Plaintiff did not alleged any evidence as to why the insurer’s decision to decline payment of the uninsured benefits constituted a bad faith decision.  The court found plaintiff’s complaint relied entirely on allegations paraphrasing the elements of a bad faith claim.  Plaintiff merely alleged the insurer lacked a reasonable basis for denying the claim, acted knowingly and recklessly, and failed to properly investigate, evaluate and compensate the claim were not backed by any specific facts of such actions.  Case law dictates that such “conclusory” or “bare-bones” allegations that an insurance company acted in bad faith are insufficient to withstand a motion to dismiss.  However, plaintiff alleged the exhibits, which she attached to the complaint filed in state court, were not sent to the district court upon removal, and that such documents would enable the complaint to stand.  Therefore, the motion to dismiss was granted, but without prejudice as to allow the plaintiff to file an amended complaint setting forth the elements of the bad faith claim with greater clarity.

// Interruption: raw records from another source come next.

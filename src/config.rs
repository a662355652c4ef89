//! Configuration System
//!
//! Handles loading configuration from files and environment variables.
//! Supports TOML config files and environment variable overrides.

use serde::Deserialize;
use std::path::{Path, PathBuf};

use crate::events::{StepCatalog, ZonePolicy};
use crate::store::{RemoteConfig, DEFAULT_REPLICA_TIMEOUT_MS};

/// Main configuration structure
#[derive(Debug, Clone, Default, Deserialize)]
pub struct Config {
    #[serde(default)]
    pub store: StoreConfig,

    #[serde(default)]
    pub remote: RemoteSection,

    #[serde(default)]
    pub api: ApiConfig,

    #[serde(default)]
    pub analytics: AnalyticsConfig,

    #[serde(default)]
    pub logging: LoggingConfig,
}

/// Which local backend holds the capped event log
#[derive(Debug, Clone, Copy, PartialEq, Eq, Deserialize)]
#[serde(rename_all = "lowercase")]
pub enum StoreBackend {
    Memory,
    Sqlite,
}

impl std::str::FromStr for StoreBackend {
    type Err = ConfigError;

    fn from_str(s: &str) -> Result<Self, Self::Err> {
        match s.to_lowercase().as_str() {
            "memory" => Ok(StoreBackend::Memory),
            "sqlite" => Ok(StoreBackend::Sqlite),
            other => Err(ConfigError::Invalid(format!("Unknown store backend: {}", other))),
        }
    }
}

/// Event store configuration
#[derive(Debug, Clone, Deserialize)]
pub struct StoreConfig {
    #[serde(default = "default_backend")]
    pub backend: StoreBackend,

    #[serde(default = "default_data_dir")]
    pub data_dir: String,

    /// Maximum retained events; 0 disables the cap
    #[serde(default = "default_cap")]
    pub cap: usize,

    #[serde(default = "default_replica_timeout")]
    pub replica_timeout_ms: u64,
}

fn default_backend() -> StoreBackend {
    StoreBackend::Sqlite
}

fn default_data_dir() -> String {
    dirs::data_local_dir()
        .map(|p| p.join("quizpulse").to_string_lossy().to_string())
        .unwrap_or_else(|| "./quizpulse_data".to_string())
}

fn default_cap() -> usize {
    10_000
}

fn default_replica_timeout() -> u64 {
    DEFAULT_REPLICA_TIMEOUT_MS
}

impl Default for StoreConfig {
    fn default() -> Self {
        Self {
            backend: default_backend(),
            data_dir: default_data_dir(),
            cap: default_cap(),
            replica_timeout_ms: default_replica_timeout(),
        }
    }
}

impl StoreConfig {
    pub fn cap(&self) -> Option<usize> {
        (self.cap > 0).then_some(self.cap)
    }

    /// Data directory with a leading `~/` expanded
    pub fn data_path(&self) -> PathBuf {
        match (self.data_dir.strip_prefix("~/"), dirs::home_dir()) {
            (Some(rest), Some(home)) => home.join(rest),
            _ => PathBuf::from(&self.data_dir),
        }
    }
}

/// Remote event table configuration
#[derive(Debug, Clone, Deserialize)]
pub struct RemoteSection {
    #[serde(default)]
    pub enabled: bool,

    #[serde(default)]
    pub url: String,

    #[serde(default)]
    pub api_key: String,

    #[serde(default = "default_table")]
    pub table: String,

    #[serde(default = "default_remote_timeout")]
    pub timeout_ms: u64,

    #[serde(default = "default_fetch_limit")]
    pub fetch_limit: usize,
}

fn default_table() -> String {
    "quiz_events".to_string()
}

fn default_remote_timeout() -> u64 {
    5000
}

fn default_fetch_limit() -> usize {
    10_000
}

impl Default for RemoteSection {
    fn default() -> Self {
        Self {
            enabled: false,
            url: String::new(),
            api_key: String::new(),
            table: default_table(),
            timeout_ms: default_remote_timeout(),
            fetch_limit: default_fetch_limit(),
        }
    }
}

impl RemoteSection {
    /// Client settings when the remote table is enabled and addressable
    pub fn client_config(&self) -> Option<RemoteConfig> {
        if !self.enabled || self.url.trim().is_empty() {
            return None;
        }
        Some(RemoteConfig {
            base_url: self.url.clone(),
            api_key: self.api_key.clone(),
            table: self.table.clone(),
            request_timeout_ms: self.timeout_ms,
            fetch_limit: self.fetch_limit,
        })
    }
}

/// API server configuration
#[derive(Debug, Clone, Deserialize)]
pub struct ApiConfig {
    #[serde(default = "default_host")]
    pub host: String,

    #[serde(default = "default_port")]
    pub port: u16,

    #[serde(default)]
    pub cors_origins: Vec<String>,

    /// Shared secret for the retrieval, dashboard and export endpoints
    #[serde(default)]
    pub dashboard_secret: Option<String>,

    #[serde(default = "default_max_batch")]
    pub max_batch: usize,
}

fn default_host() -> String {
    "0.0.0.0".to_string()
}

fn default_port() -> u16 {
    8086
}

fn default_max_batch() -> usize {
    10_000
}

impl Default for ApiConfig {
    fn default() -> Self {
        Self {
            host: default_host(),
            port: default_port(),
            cors_origins: vec!["http://localhost:3000".to_string()],
            dashboard_secret: None,
            max_batch: default_max_batch(),
        }
    }
}

impl ApiConfig {
    /// Get the socket address string
    pub fn addr(&self) -> String {
        format!("{}:{}", self.host, self.port)
    }
}

/// Aggregation settings
#[derive(Debug, Clone, Deserialize)]
pub struct AnalyticsConfig {
    /// Offset east of UTC for calendar dates and hours of day
    #[serde(default)]
    pub utc_offset_minutes: i32,

    #[serde(default = "default_recent_limit")]
    pub recent_limit: usize,

    /// Overrides the last catalog index as the terminal step
    #[serde(default)]
    pub terminal_step: Option<u32>,

    /// Replaces the reference step names, index i naming step i
    #[serde(default)]
    pub step_names: Option<Vec<String>>,
}

fn default_recent_limit() -> usize {
    crate::analytics::DEFAULT_RECENT_LIMIT
}

impl Default for AnalyticsConfig {
    fn default() -> Self {
        Self {
            utc_offset_minutes: 0,
            recent_limit: default_recent_limit(),
            terminal_step: None,
            step_names: None,
        }
    }
}

impl AnalyticsConfig {
    pub fn zone(&self) -> Result<ZonePolicy, ConfigError> {
        ZonePolicy::from_offset_minutes(self.utc_offset_minutes)
            .map_err(|e| ConfigError::Invalid(e.to_string()))
    }

    pub fn catalog(&self) -> StepCatalog {
        let catalog = match &self.step_names {
            Some(names) => StepCatalog::new(names.iter().cloned()),
            None => StepCatalog::reference(),
        };
        match self.terminal_step {
            Some(step) => catalog.terminal(step),
            None => catalog,
        }
    }
}

/// Logging configuration
#[derive(Debug, Clone, Deserialize)]
pub struct LoggingConfig {
    #[serde(default = "default_log_level")]
    pub level: String,

    #[serde(default = "default_log_format")]
    pub format: String,
}

fn default_log_level() -> String {
    "info".to_string()
}

fn default_log_format() -> String {
    "pretty".to_string()
}

impl Default for LoggingConfig {
    fn default() -> Self {
        Self {
            level: default_log_level(),
            format: default_log_format(),
        }
    }
}

impl Config {
    /// Load configuration from a file
    pub fn load(path: &Path) -> Result<Self, ConfigError> {
        let content = std::fs::read_to_string(path).map_err(|e| ConfigError::Io {
            path: path.to_path_buf(),
            error: e.to_string(),
        })?;

        let config: Config = toml::from_str(&content).map_err(|e| ConfigError::Parse {
            path: path.to_path_buf(),
            error: e.to_string(),
        })?;

        Ok(config)
    }

    /// Load configuration from environment variables only
    pub fn from_env() -> Self {
        let mut config = Config::default();
        config.apply_env_overrides();
        config
    }

    /// Load configuration with environment variable overrides
    pub fn load_with_env(path: &Path) -> Result<Self, ConfigError> {
        let mut config = Self::load(path)?;
        config.apply_env_overrides();
        Ok(config)
    }

    /// Load from default locations or environment
    pub fn load_default() -> Self {
        let config_paths = [
            dirs::config_dir().map(|p| p.join("quizpulse").join("config.toml")),
            Some(PathBuf::from("/etc/quizpulse/config.toml")),
            Some(PathBuf::from("./config.toml")),
        ];

        for path in config_paths.iter().flatten() {
            if path.exists() {
                match Self::load_with_env(path) {
                    Ok(config) => {
                        tracing::info!("Loaded config from {:?}", path);
                        return config;
                    }
                    Err(e) => {
                        tracing::warn!("Failed to load config from {:?}: {}", path, e);
                    }
                }
            }
        }

        tracing::info!("Using default config with environment overrides");
        Self::from_env()
    }

    fn apply_env_overrides(&mut self) {
        self.apply_overrides(|key| std::env::var(key).ok());
    }

    /// Apply `QUIZPULSE_*` overrides from an arbitrary lookup
    pub fn apply_overrides(&mut self, lookup: impl Fn(&str) -> Option<String>) {
        // Store overrides
        if let Some(backend) = lookup("QUIZPULSE_STORE_BACKEND") {
            match backend.parse() {
                Ok(b) => self.store.backend = b,
                Err(e) => tracing::warn!("Ignoring QUIZPULSE_STORE_BACKEND: {}", e),
            }
        }
        if let Some(data_dir) = lookup("QUIZPULSE_DATA_DIR") {
            self.store.data_dir = data_dir;
        }
        if let Some(cap) = lookup("QUIZPULSE_STORE_CAP").and_then(|c| c.parse().ok()) {
            self.store.cap = cap;
        }

        // Remote overrides; a URL alone switches the remote table on
        if let Some(url) = lookup("QUIZPULSE_REMOTE_URL") {
            self.remote.enabled = !url.trim().is_empty();
            self.remote.url = url;
        }
        if let Some(key) = lookup("QUIZPULSE_REMOTE_KEY") {
            self.remote.api_key = key;
        }

        // API overrides
        if let Some(host) = lookup("QUIZPULSE_API_HOST") {
            self.api.host = host;
        }
        if let Some(port) = lookup("QUIZPULSE_API_PORT").and_then(|p| p.parse().ok()) {
            self.api.port = port;
        }
        if let Some(secret) =
            lookup("QUIZPULSE_DASHBOARD_SECRET").or_else(|| lookup("DASHBOARD_PASSWORD"))
        {
            self.api.dashboard_secret = Some(secret).filter(|s| !s.is_empty());
        }

        // Analytics overrides
        if let Some(offset) = lookup("QUIZPULSE_UTC_OFFSET_MINUTES").and_then(|o| o.parse().ok()) {
            self.analytics.utc_offset_minutes = offset;
        }

        // Logging overrides
        if let Some(level) = lookup("QUIZPULSE_LOG_LEVEL") {
            self.logging.level = level;
        }
        if let Some(format) = lookup("QUIZPULSE_LOG_FORMAT") {
            self.logging.format = format;
        }
    }
}

/// Configuration errors
#[derive(Debug, thiserror::Error)]
pub enum ConfigError {
    #[error("Failed to read config file {path:?}: {error}")]
    Io { path: PathBuf, error: String },

    #[error("Failed to parse config file {path:?}: {error}")]
    Parse { path: PathBuf, error: String },

    #[error("Invalid configuration: {0}")]
    Invalid(String),
}

/// Generate a default config file content
pub fn generate_default_config() -> String {
    r#"# QuizPulse Configuration
#
# Environment variables override these settings:
# - QUIZPULSE_STORE_BACKEND
# - QUIZPULSE_DATA_DIR
# - QUIZPULSE_STORE_CAP
# - QUIZPULSE_REMOTE_URL
# - QUIZPULSE_REMOTE_KEY
# - QUIZPULSE_API_HOST
# - QUIZPULSE_API_PORT
# - QUIZPULSE_DASHBOARD_SECRET (or DASHBOARD_PASSWORD)
# - QUIZPULSE_UTC_OFFSET_MINUTES
# - QUIZPULSE_LOG_LEVEL
# - QUIZPULSE_LOG_FORMAT

[store]
# Local event log: "sqlite" (persistent) or "memory"
backend = "sqlite"

# Directory for the SQLite database
data_dir = "~/.local/share/quizpulse"

# Maximum retained events, oldest evicted first (0 = unbounded)
cap = 10000

# How long an append waits on each replica (ms)
replica_timeout_ms = 5000

[remote]
# Mirror events to a remote PostgREST-style table
enabled = false

# Service base URL, e.g. "https://project.example.co"
url = ""

# API key sent as apikey and bearer token
api_key = ""

# Table holding quiz events
table = "quiz_events"

# Request timeout (ms)
timeout_ms = 5000

# Maximum rows per fetch
fetch_limit = 10000

[api]
# API server host
host = "0.0.0.0"

# API server port
port = 8086

# Allowed CORS origins
cors_origins = ["http://localhost:3000"]

# Shared secret for events, dashboard and export reads.
# Without one, every gated request is rejected.
# dashboard_secret = "change-me"

# Maximum events per batch ingest
max_batch = 10000

[analytics]
# Offset east of UTC (minutes) for dates and hours, e.g. -180 for UTC-3
utc_offset_minutes = 0

# Events listed in the recent feed
recent_limit = 50

# Optional terminal step (defaults to the last catalog step)
# terminal_step = 18

# Optional custom step names, index i naming step i
# step_names = ["Intro", "Goal", "Body type"]

[logging]
# Log level: trace, debug, info, warn, error
level = "info"

# Log format: pretty (for development) or json (for production)
format = "pretty"
"#
    .to_string()
}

Date of Decision: Report and Recommendation of October 11, 2013, adopted on January 21, 2014

Wanat v. State Farm Mut. Auto. Ins. Co., Civil No. 4:13-CV-1366, 2013 U.S. Dist. LEXIS 183948 (M.D. Pa. Oct. 11, 2013) (Carlson, M.J.).

Wanat v. State Farm Mut. Auto. Ins. Co., Civil No. 4:13-CV-1366, 2014 U.S. Dist. LEXIS 7016 (M.D. Pa. Jan. 21, 2014) (Carlson, J.).